参考：https://jaceklaskowski.gitbooks.io/spark-structured-streaming/spark-sql-streaming-KeyValueGroupedDataset-mapGroupsWithState.html

mapGroupWithState源码如下：

def mapGroupsWithState[S: Encoder, U: Encoder](
    func: (K, Iterator[V], GroupState[S]) => U): Dataset[U]

def mapGroupsWithState[S: Encoder, U: Encoder](
      timeoutConf: GroupStateTimeout)(
      func: (K, Iterator[V], GroupState[S]) => U): Dataset[U]

以第一种传参为例，需要我们传入一个函数(K, Iterator[V], GroupState[S]) => U): Dataset[U]，第一个参数为key,groupByKey中的那个key，类型与Key一致。第二个参数为values，当前key组下的所有数据，类型是Iterator[V]。第三个参数为组状态，类型是GroupState[S]。返回值是个U，DataSet中的单条数据。例如下面的函数：

  case class Word(time: Long, word: String)
  type State = mutable.ListBuffer[Word]    

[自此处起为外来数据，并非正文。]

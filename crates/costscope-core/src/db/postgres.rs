//! PostgreSQL execution adapter

use std::time::Duration;

use async_trait::async_trait;
use chrono::{DateTime, NaiveDateTime, TimeZone, Utc};
use sqlx::postgres::{PgPool, PgPoolOptions, PgRow};
use sqlx::{Executor, Row};
use tracing::{debug, error, info, warn};

use super::QueryExecutor;
use crate::config::DatabaseConfig;
use crate::decode::{ScalarRow, ScalarValue};
use crate::error::Result;
use crate::query::{CompiledQuery, SqlValue};
use crate::schema::{BillingField, DataType};

/// Pooled PostgreSQL executor
#[derive(Clone)]
pub struct PostgresExecutor {
    pool: PgPool,
}

impl PostgresExecutor {
    /// Connect a pool; every connection gets the configured statement timeout
    pub async fn new(config: &DatabaseConfig) -> Result<Self> {
        let statement_timeout_ms = config.statement_timeout_ms;
        let pool = PgPoolOptions::new()
            .max_connections(config.max_connections)
            .min_connections(config.min_connections)
            .acquire_timeout(Duration::from_secs(config.acquire_timeout_secs))
            .after_connect(move |conn, _meta| {
                Box::pin(async move {
                    if statement_timeout_ms > 0 {
                        let statement = format!("SET statement_timeout = {statement_timeout_ms}");
                        conn.execute(statement.as_str()).await?;
                    }
                    Ok(())
                })
            })
            .connect(&config.url)
            .await?;

        info!(
            max_connections = config.max_connections,
            statement_timeout_ms, "Connected to billing database"
        );
        Ok(Self { pool })
    }

    /// Executor over an existing pool
    pub fn from_pool(pool: PgPool) -> Self {
        Self { pool }
    }

    /// Health check
    pub async fn health_check(&self) -> Result<()> {
        sqlx::query("SELECT 1").execute(&self.pool).await?;
        Ok(())
    }

    /// Get the underlying pool
    pub fn pool(&self) -> &PgPool {
        &self.pool
    }
}

#[async_trait]
impl QueryExecutor for PostgresExecutor {
    async fn is_available(&self) -> bool {
        if self.pool.is_closed() {
            return false;
        }
        match self.health_check().await {
            Ok(()) => true,
            Err(e) => {
                warn!(error = %e, "Billing database unavailable");
                false
            }
        }
    }

    async fn query(&self, query: &CompiledQuery) -> Result<Vec<ScalarRow>> {
        let mut statement = sqlx::query(&query.sql);
        for param in &query.params {
            statement = match param {
                SqlValue::Text(value) => statement.bind(value.clone()),
                SqlValue::Timestamp(value) => statement.bind(*value),
            };
        }

        let rows = statement.fetch_all(&self.pool).await.map_err(|e| {
            error!(sql = %query.sql, error = %e, "Billing query failed");
            e
        })?;
        debug!(kind = ?query.kind, rows = rows.len(), "Billing query returned");

        rows.iter().map(|row| read_row(row, &query.fields)).collect()
    }
}

fn read_row(row: &PgRow, fields: &[BillingField]) -> Result<ScalarRow> {
    fields
        .iter()
        .enumerate()
        .map(|(index, field)| read_column(row, index, *field))
        .collect()
}

fn read_column(row: &PgRow, index: usize, field: BillingField) -> Result<ScalarValue> {
    let value = match field.data_type() {
        DataType::String => row
            .try_get::<Option<String>, _>(index)?
            .map(ScalarValue::Text),
        DataType::Integer => row
            .try_get::<Option<i64>, _>(index)?
            .map(ScalarValue::Integer),
        DataType::Double => row
            .try_get::<Option<f64>, _>(index)?
            .map(ScalarValue::Double),
        DataType::Timestamp => read_timestamp(row, index)?.map(ScalarValue::Timestamp),
    };
    Ok(value.unwrap_or(ScalarValue::Null))
}

/// `timestamptz` columns decode directly; `date_trunc(.. at time zone ..)`
/// yields a plain `timestamp` already in GMT
fn read_timestamp(row: &PgRow, index: usize) -> Result<Option<DateTime<Utc>>> {
    match row.try_get::<Option<DateTime<Utc>>, _>(index) {
        Ok(value) => Ok(value),
        Err(_) => Ok(row
            .try_get::<Option<NaiveDateTime>, _>(index)?
            .map(|naive| Utc.from_utc_datetime(&naive))),
    }
}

    def mapGroupWithStateFunc(key: String, values: Iterator[Word], state: GroupState[State]): Word = {
      // 获取状态
      val historyState = state.getOption.getOrElse(mutable.ListBuffer[Word]())
      val valueList = values.toList
      println(s"Key为 $key 的历史状态：$historyState")
      println(s"Key为 $key 的当前数据：$valueList")
      valueList.foreach(w => {
        historyState += w
      })
      state.update(historyState)
      historyState.last
    }

完整代码：

package com.hollysys.spark.structured.usecase

import java.util.UUID

import org.apache.spark.sql.SparkSession
import org.apache.spark.sql.streaming.{GroupStateTimeout, OutputMode}
import org.apache.spark.sql.types.TimestampType

import scala.collection.mutable

/**
  * Created by shirukai on 2019-02-28 18:05
  * 使用mapGroupWithState进行有状态聚合操作
  */
object MapGroupsWithStateTest {
  def main(args: Array[String]): Unit = {
    val spark = SparkSession
      .builder
      .master("local[2]")
      .appName("MapGroupsWithStateTest")
      .getOrCreate()
    import spark.implicits._
    val lines = spark.
      readStream
      .format("socket")
      .option("host", "localhost")
      .option("port", "9090")
      .load
      .as[String]

    import org.apache.spark.sql.streaming.GroupState

    def mapGroupWithStateFunc(key: String, values: Iterator[Word], state: GroupState[State]): Word = {
      // 获取状态
      val historyState = state.getOption.getOrElse(mutable.ListBuffer[Word]())
      val valueList = values.toList
      println(s"Key为 $key 的历史状态：$historyState")
      println(s"Key为 $key 的当前数据：$valueList")
      valueList.foreach(w => {
        historyState += w
      })
      state.update(historyState)
      historyState.last
    }


    val df = lines.as[String].flatMap(line => {
      val lineSplits = line.split("[|]")
      lineSplits.flatMap(item => {
        val itemSplits = item.split(":")
        val t = itemSplits(0).toLong
        itemSplits(1).split(" ").map(word => (t, word))
      })
    }).toDF("time", "word").select($"time".cast(TimestampType), $"word").as[Word]
      .groupByKey(_.word)
//      .mapGroupsWithState(mapGroupWithStateFunc _)
    .mapGroupsWithState(timeoutConf = GroupStateTimeout.ProcessingTimeTimeout)(func = mapGroupWithStateFunc)
    val query = df
      .writeStream
      .format("console")
      .outputMode(OutputMode.Update)
      // 是否压缩显示
      .option("truncate", value = false)
      // 显示条数
      .option("numRows", 30)
      .option("checkpointLocation", "/tmp/temporary-" + UUID.randomUUID.toString)
      .start()

    query.awaitTermination()
  }

  case class Word(time: Long, word: String)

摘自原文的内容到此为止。